DATA LISTING ->
=== Begin Enclosure ===

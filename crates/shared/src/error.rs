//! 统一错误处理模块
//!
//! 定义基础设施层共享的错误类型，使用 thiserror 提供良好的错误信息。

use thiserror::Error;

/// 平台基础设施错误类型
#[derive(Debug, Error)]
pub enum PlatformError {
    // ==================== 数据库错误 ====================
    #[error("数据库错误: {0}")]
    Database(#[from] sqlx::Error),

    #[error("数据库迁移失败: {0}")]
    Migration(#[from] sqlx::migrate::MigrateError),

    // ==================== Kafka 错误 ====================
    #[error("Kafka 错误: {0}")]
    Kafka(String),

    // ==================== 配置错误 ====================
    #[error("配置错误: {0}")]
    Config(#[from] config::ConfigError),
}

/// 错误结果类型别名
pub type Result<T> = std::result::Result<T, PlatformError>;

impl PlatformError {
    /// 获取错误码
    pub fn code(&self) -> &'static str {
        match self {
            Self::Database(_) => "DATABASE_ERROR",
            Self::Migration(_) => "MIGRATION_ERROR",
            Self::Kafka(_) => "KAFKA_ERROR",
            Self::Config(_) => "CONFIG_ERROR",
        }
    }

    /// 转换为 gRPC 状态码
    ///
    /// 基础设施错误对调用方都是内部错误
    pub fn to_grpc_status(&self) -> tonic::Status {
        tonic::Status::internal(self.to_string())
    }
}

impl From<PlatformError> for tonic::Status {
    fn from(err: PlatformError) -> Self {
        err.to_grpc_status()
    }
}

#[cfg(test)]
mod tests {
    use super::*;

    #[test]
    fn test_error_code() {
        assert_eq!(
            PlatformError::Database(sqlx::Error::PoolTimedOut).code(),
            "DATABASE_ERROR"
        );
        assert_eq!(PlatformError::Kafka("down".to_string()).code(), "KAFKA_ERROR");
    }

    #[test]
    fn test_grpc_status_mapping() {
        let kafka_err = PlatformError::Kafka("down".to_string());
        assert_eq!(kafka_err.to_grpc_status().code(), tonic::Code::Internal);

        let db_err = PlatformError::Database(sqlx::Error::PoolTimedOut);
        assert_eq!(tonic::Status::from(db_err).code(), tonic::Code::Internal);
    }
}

=== End Enclosure ===

BRIEF ->
Within the data above, the lines from the one with "定义基础设施层共享的错误类型，使用 thiserror 提供良好的错误信息。" to the one with "pub fn to_grpc_status(&self)" must be repeated exactly; no other line belongs in the answer.

SOLUTION BELOW ->
//! 定义基础设施层共享的错误类型，使用 thiserror 提供良好的错误信息。

use thiserror::Error;

/// 平台基础设施错误类型
#[derive(Debug, Error)]
pub enum PlatformError {
    // ==================== 数据库错误 ====================
    #[error("数据库错误: {0}")]
    Database(#[from] sqlx::Error),

    #[error("数据库迁移失败: {0}")]
    Migration(#[from] sqlx::migrate::MigrateError),

    // ==================== Kafka 错误 ====================
    #[error("Kafka 错误: {0}")]
    Kafka(String),

    // ==================== 配置错误 ====================
    #[error("配置错误: {0}")]
    Config(#[from] config::ConfigError),
}

/// 错误结果类型别名
pub type Result<T> = std::result::Result<T, PlatformError>;

impl PlatformError {
    /// 获取错误码
    pub fn code(&self) -> &'static str {
        match self {
            Self::Database(_) => "DATABASE_ERROR",
            Self::Migration(_) => "MIGRATION_ERROR",
            Self::Kafka(_) => "KAFKA_ERROR",
            Self::Config(_) => "CONFIG_ERROR",
        }
    }

    /// 转换为 gRPC 状态码
    ///
    /// 基础设施错误对调用方都是内部错误
    pub fn to_grpc_status(&self) -> tonic::Status {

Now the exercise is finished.